The dress code for him is different these days; it has been since he retired as a jockey in 2003. The coat and tie is still not his uniform of choice in that arena.
Pincay is 62. He won 9,530 races and horses he rode won $237.4 million. That he is in the Hall of Fame is a given. When he was inducted in 1975, he hadn't even begun to approach the greatness that came later.
His appearance Saturday, before the seventh race and about half an hour before the running of the 70th Hollywood Gold Cup -- which he won a record nine times -- was to present an award in his name to former jockey Merlin Volzke, who is 83.
"He never had many big horses to ride," Pincay said a few days before the presentation. "But my wife, Linda, used to bet on him all the time and do pretty well. She called him Merlin the Magician."
The ceremony, nicely handled by the participants, was lost on most of the 10,091 who attended on a day in horse racing that once drew six or seven times that many.
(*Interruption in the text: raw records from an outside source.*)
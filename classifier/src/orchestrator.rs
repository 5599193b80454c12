//! Classify-and-book orchestration
//!
//! Ties the rule matcher, the budget ledger and the payment reconciler
//! together. Ordering discipline: the budget write happens before the
//! transaction is persisted or updated, so a hard-limit rejection (or a
//! cancelled request) leaves no partial state behind.

use crate::config::ClassifierConfig;
use crate::error::{Error, Result};
use crate::store::{settlement_status, TransactionStore};
use crate::types::{BookingOutcome, ClassificationSource, Transaction, TransactionDraft};
use budget_ledger::{BudgetLedger, ConsumptionOutcome, UtilizationSnapshot};
use chrono::NaiveDate;
use payment_reconciler::{PaymentEvent, PaymentOutcome, PaymentReconciler, ReconcilerConfig};
use rule_engine::{
    Actor, AnalyticalAccountId, CachedRuleStore, CostCenterId, EntityStatus, InMemoryRuleStore,
    MatchOutcome, RuleMatcher, RuleStore,
};
use rust_decimal::Decimal;
use std::sync::Arc;
use std::time::Duration;
use tracing::{info, warn};
use uuid::Uuid;

/// Entry point of the budget-control core.
///
/// Holds the rule store, the budget ledger, the transaction store and
/// the payment reconciler, and exposes the operations collaborators
/// call: classify-and-book, amend, reclassify, void, utilization
/// reporting and payment confirmation intake.
pub struct TransactionClassifier {
    rules: Arc<CachedRuleStore>,
    matcher: RuleMatcher,
    ledger: Arc<BudgetLedger>,
    transactions: Arc<TransactionStore>,
    reconciler: PaymentReconciler,
}

impl TransactionClassifier {
    /// Build the core from configuration
    pub fn new(config: ClassifierConfig) -> Result<Self> {
        config.validate()?;

        let rule_store = Arc::new(InMemoryRuleStore::new());
        let rules = Arc::new(CachedRuleStore::new(
            rule_store,
            Duration::from_millis(config.rule_cache_ttl_ms),
        ));
        let matcher = RuleMatcher::new(rules.clone() as Arc<dyn rule_engine::RuleStore>);
        let transactions = Arc::new(TransactionStore::new());
        let reconciler = PaymentReconciler::new(
            config.gateway_secret.as_bytes(),
            ReconcilerConfig {
                allow_partial_payments: config.allow_partial_payments,
            },
            transactions.clone() as Arc<dyn payment_reconciler::InvoiceStore>,
        )?;

        Ok(Self {
            rules,
            matcher,
            ledger: Arc::new(BudgetLedger::new()),
            transactions,
            reconciler,
        })
    }

    /// Rule and cost-center store (admin mutations go through
    /// [`CachedRuleStore::inner`])
    pub fn rules(&self) -> &Arc<CachedRuleStore> {
        &self.rules
    }

    /// Budget ledger (budget administration and reporting)
    pub fn ledger(&self) -> &Arc<BudgetLedger> {
        &self.ledger
    }

    /// Transaction store
    pub fn transactions(&self) -> &Arc<TransactionStore> {
        &self.transactions
    }

    /// Classify a new transaction and book its consumption.
    ///
    /// The consumption write precedes persistence: when a hard budget
    /// limit rejects the amount, the error propagates and the
    /// transaction is not stored. An unclassified transaction is stored
    /// with empty classification fields and waits for a manual
    /// assignment.
    pub async fn classify_and_book(&self, draft: TransactionDraft) -> Result<BookingOutcome> {
        if draft.amount <= Decimal::ZERO {
            return Err(Error::Validation(
                "transaction amount must be positive".to_string(),
            ));
        }

        let mut transaction = Transaction::from_draft(Uuid::now_v7(), draft);

        match self.matcher.classify(&transaction.snapshot())? {
            MatchOutcome::Classified(classification) => {
                let consumption = self.ledger.record_consumption(
                    &classification.cost_center_id,
                    transaction.occurred_at,
                    transaction.amount,
                )?;

                transaction.cost_center_id = Some(classification.cost_center_id);
                transaction.analytical_account_id = Some(classification.analytical_account_id);
                transaction.classification_source = Some(ClassificationSource::Auto);
                self.transactions.put(transaction.clone());

                info!(
                    "Transaction {} classified to {} by rule {}",
                    transaction.id,
                    transaction
                        .cost_center_id
                        .as_ref()
                        .map(|c| c.as_str())
                        .unwrap_or(""),
                    classification.rule_id
                );
                Ok(BookingOutcome::Classified {
                    transaction,
                    consumption,
                })
            }
            MatchOutcome::Unclassified => {
                self.transactions.put(transaction.clone());
                info!(
                    "Transaction {} unclassified, awaiting manual assignment",
                    transaction.id
                );
                Ok(BookingOutcome::Pending { transaction })
            }
        }
    }

    /// Amend a transaction's attributes.
    ///
    /// Runs under the transaction's cell guard, so a concurrently
    /// applied payment cannot be overwritten by a stale write-back.
    /// Previous consumption is reversed, then the matcher re-runs —
    /// unless the classification was assigned manually, which is never
    /// overwritten. If re-booking fails (hard limit), the previous
    /// consumption is restored and the transaction is left untouched.
    pub async fn amend(&self, id: Uuid, amended: TransactionDraft) -> Result<BookingOutcome> {
        if amended.amount <= Decimal::ZERO {
            return Err(Error::Validation(
                "transaction amount must be positive".to_string(),
            ));
        }

        self.transactions
            .with_mut(id, |tx| self.amend_in_cell(tx, amended))
            .ok_or_else(|| Error::NotFound(format!("transaction {}", id)))?
    }

    fn amend_in_cell(&self, tx: &mut Transaction, amended: TransactionDraft) -> Result<BookingOutcome> {
        if tx.voided {
            return Err(Error::Conflict(format!(
                "transaction {} is voided and cannot be amended",
                tx.id
            )));
        }

        let previous = tx.clone();
        if let Some(cost_center_id) = &previous.cost_center_id {
            self.ledger.reverse_consumption(
                cost_center_id,
                previous.occurred_at,
                previous.amount,
            )?;
        }

        let mut updated = previous.clone();
        updated.kind = amended.kind;
        updated.amount = amended.amount;
        updated.counterpart_type = amended.counterpart_type;
        updated.product_category = amended.product_category;
        updated.tags = amended.tags;
        updated.description = amended.description;
        updated.occurred_at = amended.occurred_at;

        match self.rebook(&mut updated) {
            Ok(consumption) => {
                // Settlement fields belong to the payment path; the
                // cell guard keeps `paid` stable, only the status needs
                // recomputing against the new total.
                updated.payment_status = settlement_status(updated.amount, updated.paid);
                *tx = updated;
                Ok(match consumption {
                    Some(consumption) => BookingOutcome::Classified {
                        transaction: tx.clone(),
                        consumption,
                    },
                    None => BookingOutcome::Pending {
                        transaction: tx.clone(),
                    },
                })
            }
            Err(e) => {
                self.restore_consumption(&previous);
                Err(e)
            }
        }
    }

    /// Book consumption for an amended transaction, honoring a manual
    /// classification. `None` means no rule matched.
    fn rebook(&self, updated: &mut Transaction) -> Result<Option<ConsumptionOutcome>> {
        if updated.classification_source == Some(ClassificationSource::Manual) {
            // cost_center_id is always set for manual classifications
            let cost_center_id = updated
                .cost_center_id
                .clone()
                .ok_or_else(|| Error::Conflict("manual classification lost its cost center".to_string()))?;
            let consumption = self.ledger.record_consumption(
                &cost_center_id,
                updated.occurred_at,
                updated.amount,
            )?;
            return Ok(Some(consumption));
        }

        match self.matcher.classify(&updated.snapshot())? {
            MatchOutcome::Classified(classification) => {
                let consumption = self.ledger.record_consumption(
                    &classification.cost_center_id,
                    updated.occurred_at,
                    updated.amount,
                )?;
                updated.cost_center_id = Some(classification.cost_center_id);
                updated.analytical_account_id = Some(classification.analytical_account_id);
                updated.classification_source = Some(ClassificationSource::Auto);
                Ok(Some(consumption))
            }
            MatchOutcome::Unclassified => {
                updated.cost_center_id = None;
                updated.analytical_account_id = None;
                updated.classification_source = None;
                Ok(None)
            }
        }
    }

    /// Re-apply a transaction's previous consumption after a failed
    /// amendment. The reversal just freed this exact amount, so this is
    /// expected to succeed; a failure is logged and swallowed so the
    /// original error reaches the caller.
    fn restore_consumption(&self, previous: &Transaction) {
        if let Some(cost_center_id) = &previous.cost_center_id {
            if let Err(e) = self.ledger.record_consumption(
                cost_center_id,
                previous.occurred_at,
                previous.amount,
            ) {
                warn!(
                    "Failed to restore consumption for transaction {}: {}",
                    previous.id, e
                );
            }
        }
    }

    /// Manually assign a cost center and analytical account.
    ///
    /// Requires an administrator. Sets the classification source to
    /// `Manual`; the matcher never overrides it afterwards.
    pub async fn reclassify(
        &self,
        id: Uuid,
        cost_center_id: CostCenterId,
        analytical_account_id: AnalyticalAccountId,
        actor: &Actor,
    ) -> Result<Transaction> {
        if !actor.is_admin {
            return Err(Error::Unauthorized(format!(
                "actor {} may not reclassify transactions",
                actor.id
            )));
        }

        let cost_center = self
            .rules
            .cost_center(&cost_center_id)
            .ok_or_else(|| Error::Validation(format!("unknown cost center {}", cost_center_id)))?;
        if cost_center.status != EntityStatus::Active {
            return Err(Error::Validation(format!(
                "cost center {} is inactive",
                cost_center_id
            )));
        }

        let updated = self
            .transactions
            .with_mut(id, |tx: &mut Transaction| -> Result<Transaction> {
                if tx.voided {
                    return Err(Error::Conflict(format!(
                        "transaction {} is voided and cannot be reclassified",
                        id
                    )));
                }

                let previous = tx.clone();
                if let Some(old_cc) = &previous.cost_center_id {
                    self.ledger
                        .reverse_consumption(old_cc, previous.occurred_at, previous.amount)?;
                }

                if let Err(e) = self.ledger.record_consumption(
                    &cost_center_id,
                    previous.occurred_at,
                    previous.amount,
                ) {
                    self.restore_consumption(&previous);
                    return Err(e.into());
                }

                tx.cost_center_id = Some(cost_center_id.clone());
                tx.analytical_account_id = Some(analytical_account_id.clone());
                tx.classification_source = Some(ClassificationSource::Manual);
                Ok(tx.clone())
            })
            .ok_or_else(|| Error::NotFound(format!("transaction {}", id)))??;

        info!(
            "Transaction {} manually classified to {} by {}",
            id, cost_center_id, actor.id
        );
        Ok(updated)
    }

    /// Void a transaction, reversing its booked consumption.
    ///
    /// The void claim and the flag write happen under the cell guard,
    /// so two concurrent voids cannot both reverse the consumption.
    pub async fn void(&self, id: Uuid) -> Result<Transaction> {
        let voided = self
            .transactions
            .with_mut(id, |tx: &mut Transaction| -> Result<Transaction> {
                if tx.voided {
                    return Err(Error::Conflict(format!(
                        "transaction {} is already voided",
                        id
                    )));
                }

                if let Some(cost_center_id) = &tx.cost_center_id {
                    self.ledger
                        .reverse_consumption(cost_center_id, tx.occurred_at, tx.amount)?;
                }

                tx.voided = true;
                Ok(tx.clone())
            })
            .ok_or_else(|| Error::NotFound(format!("transaction {}", id)))??;

        info!("Transaction {} voided", id);
        Ok(voided)
    }

    /// Utilization of the active budget covering `period_date`
    pub fn budget_utilization(
        &self,
        cost_center_id: &CostCenterId,
        period_date: NaiveDate,
    ) -> Result<UtilizationSnapshot> {
        Ok(self.ledger.utilization(cost_center_id, period_date)?)
    }

    /// Process an inbound gateway confirmation.
    ///
    /// Settlement only moves the invoice's payment status; consumption
    /// stays where document creation booked it, so nothing is
    /// double-counted.
    pub async fn receive_payment_confirmation(
        &self,
        raw_payload: &str,
        signature: &str,
    ) -> Result<PaymentOutcome> {
        Ok(self.reconciler.confirm(raw_payload, signature).await?)
    }

    /// A recorded payment event, by id
    pub fn payment_event(&self, event_id: Uuid) -> Option<PaymentEvent> {
        self.reconciler.event(event_id)
    }

    /// The payment audit trail of a transaction
    pub fn payment_events(&self, transaction_id: Uuid) -> Vec<PaymentEvent> {
        self.reconciler.events_for_invoice(transaction_id)
    }

    /// Running unbudgeted spend of a cost center (reported, never
    /// blocked)
    pub fn unbudgeted_spend(&self, cost_center_id: &CostCenterId) -> Decimal {
        self.ledger.unbudgeted_spend(cost_center_id)
    }
}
There was another race going on from somewhere else, and voices echoed down the hallways, rooting home some $15,000 claimer from Pleasanton on TV monitors and momentarily drowning out what was taking place in front of the grandstand. Apparently, no ceremony is worth paying attention to when your 2-6-3 trifecta is alive.
Racing shot itself in the foot years ago, when it got greedy and started allowing anybody to bet on anything from anywhere. Once, going to Hollywood Park was a special event, a self-contained occasion. Now, even on the bigger days, it is more like a place to find a bigger TV set and a handy betting window.
The wound is not healing and the bulldozers hover nearby, awaiting a better economic climate so the investors from the north can make Hollywood Park into condos and larger profits.
Lost in all this is a history and tradition that the sport could draw on, that the likes of Pincay represent. His is a story that could have the prominence of DiMaggio's 56-game hitting streak, the allure of Ali-Frazier. Horse racing fans know it and have kind of forgotten. General sports fans may be surprised to hear it.
On March 1, 2003, Santa Anita Handicap Day, the most famous jockey in the world was aboard a horse named Trampus Too in the fifth race, a dash down the hill on Santa Anita's famed turf course that turns right before it turns left and then crosses a stretch of dirt on the way home.